Saved entries:
• • • • •

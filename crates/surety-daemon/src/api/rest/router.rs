//! API Router configuration

use super::handlers;
use super::state::AppState;
use axum::{
    routing::{get, post},
    Router,
};
use tower_http::cors::{Any, CorsLayer};
use tower_http::trace::TraceLayer;

/// Create the main API router
pub fn create_router(state: AppState, enable_cors: bool) -> Router {
    let api_routes = Router::new()
        // Health and summary
        .route("/", get(handlers::index))
        .route("/health", get(handlers::health_check))
        .route("/summary", get(handlers::summary))
        // Operational switch and allow-list
        .route(
            "/operational",
            get(handlers::get_operational).post(handlers::set_operational),
        )
        .route("/callers", post(handlers::authorize_caller))
        .route("/callers/revoke", post(handlers::revoke_caller))
        // Airlines
        .route(
            "/airlines",
            get(handlers::list_airlines).post(handlers::register_airline),
        )
        .route("/airlines/:address", get(handlers::get_airline))
        .route("/airlines/:address/fund", post(handlers::fund_airline))
        // Flights and status requests
        .route(
            "/flights",
            get(handlers::list_flights).post(handlers::register_flight),
        )
        .route(
            "/flights/:airline/:code/:departure",
            get(handlers::get_flight),
        )
        .route(
            "/flights/:airline/:code/:departure/status",
            post(handlers::request_flight_status),
        )
        .route(
            "/requests/:index/:airline/:code/:departure",
            get(handlers::get_status_request),
        )
        // Insurance
        .route("/insurance", post(handlers::purchase_insurance))
        .route(
            "/insurance/:passenger/:airline/:code/:departure",
            get(handlers::get_policy),
        )
        // Oracles
        .route(
            "/oracles",
            get(handlers::list_oracles).post(handlers::register_oracle),
        )
        .route("/oracles/:address/indexes", get(handlers::get_oracle_indexes))
        .route(
            "/oracles/:address/responses",
            post(handlers::submit_oracle_response),
        )
        // Credit
        .route("/credits/:passenger", get(handlers::get_credit_balance))
        .route("/credits/:passenger/withdraw", post(handlers::withdraw_credit))
        .route("/payouts", get(handlers::list_payouts))
        // Simulated oracle status
        .route(
            "/status",
            get(handlers::get_status_override).delete(handlers::clear_status_override),
        )
        .route("/status/:code", get(handlers::set_status_override))
        // Events
        .route("/events", get(handlers::get_events));

    // Build router with middleware
    let mut router = Router::new()
        .nest("/api", api_routes)
        .layer(TraceLayer::new_for_http());

    if enable_cors {
        router = router.layer(
            CorsLayer::new()
                .allow_origin(Any)
                .allow_methods(Any)
                .allow_headers(Any),
        );
    }

    router.with_state(state)
}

• • • • •

Copy out the entries. Leave every line exactly as it is.

filename crates/surety-daemon/src/api/rest/router.rs
//! API Router configuration

use super::handlers;
use super::state::AppState;
use axum::{
    routing::{get, post},
    Router,
};
use tower_http::cors::{Any, CorsLayer};
use tower_http::trace::TraceLayer;

/// Create the main API router
pub fn create_router(state: AppState, enable_cors: bool) -> Router {
    let api_routes = Router::new()
        // Health and summary
        .route("/", get(handlers::index))
        .route("/health", get(handlers::health_check))
        .route("/summary", get(handlers::summary))
        // Operational switch and allow-list
        .route(
            "/operational",
            get(handlers::get_operational).post(handlers::set_operational),
        )
        .route("/callers", post(handlers::authorize_caller))
        .route("/callers/revoke", post(handlers::revoke_caller))
        // Airlines
        .route(
            "/airlines",
            get(handlers::list_airlines).post(handlers::register_airline),
        )
        .route("/airlines/:address", get(handlers::get_airline))
        .route("/airlines/:address/fund", post(handlers::fund_airline))
        // Flights and status requests
        .route(
            "/flights",
            get(handlers::list_flights).post(handlers::register_flight),
        )
        .route(
            "/flights/:airline/:code/:departure",
            get(handlers::get_flight),
        )
        .route(
            "/flights/:airline/:code/:departure/status",
            post(handlers::request_flight_status),
        )
        .route(
            "/requests/:index/:airline/:code/:departure",
            get(handlers::get_status_request),
        )
        // Insurance
        .route("/insurance", post(handlers::purchase_insurance))
        .route(
            "/insurance/:passenger/:airline/:code/:departure",
            get(handlers::get_policy),
        )
        // Oracles
        .route(
            "/oracles",
            get(handlers::list_oracles).post(handlers::register_oracle),
        )
        .route("/oracles/:address/indexes", get(handlers::get_oracle_indexes))
        .route(
            "/oracles/:address/responses",
            post(handlers::submit_oracle_response),
        )
        // Credit
        .route("/credits/:passenger", get(handlers::get_credit_balance))
        .route("/credits/:passenger/withdraw", post(handlers::withdraw_credit))
        .route("/payouts", get(handlers::list_payouts))
        // Simulated oracle status
        .route(
            "/status",
            get(handlers::get_status_override).delete(handlers::clear_status_override),
        )
        .route("/status/:code", get(handlers::set_status_override))
        // Events
        .route("/events", get(handlers::get_events));

    // Build router with middleware
    let mut router = Router::new()
        .nest("/api", api_routes)
        .layer(TraceLayer::new_for_http());

    if enable_cors {
        router = router.layer(
            CorsLayer::new()
                .allow_origin(Any)
                .allow_methods(Any)
                .allow_headers(Any),
        );
    }

    router.with_state(state)
}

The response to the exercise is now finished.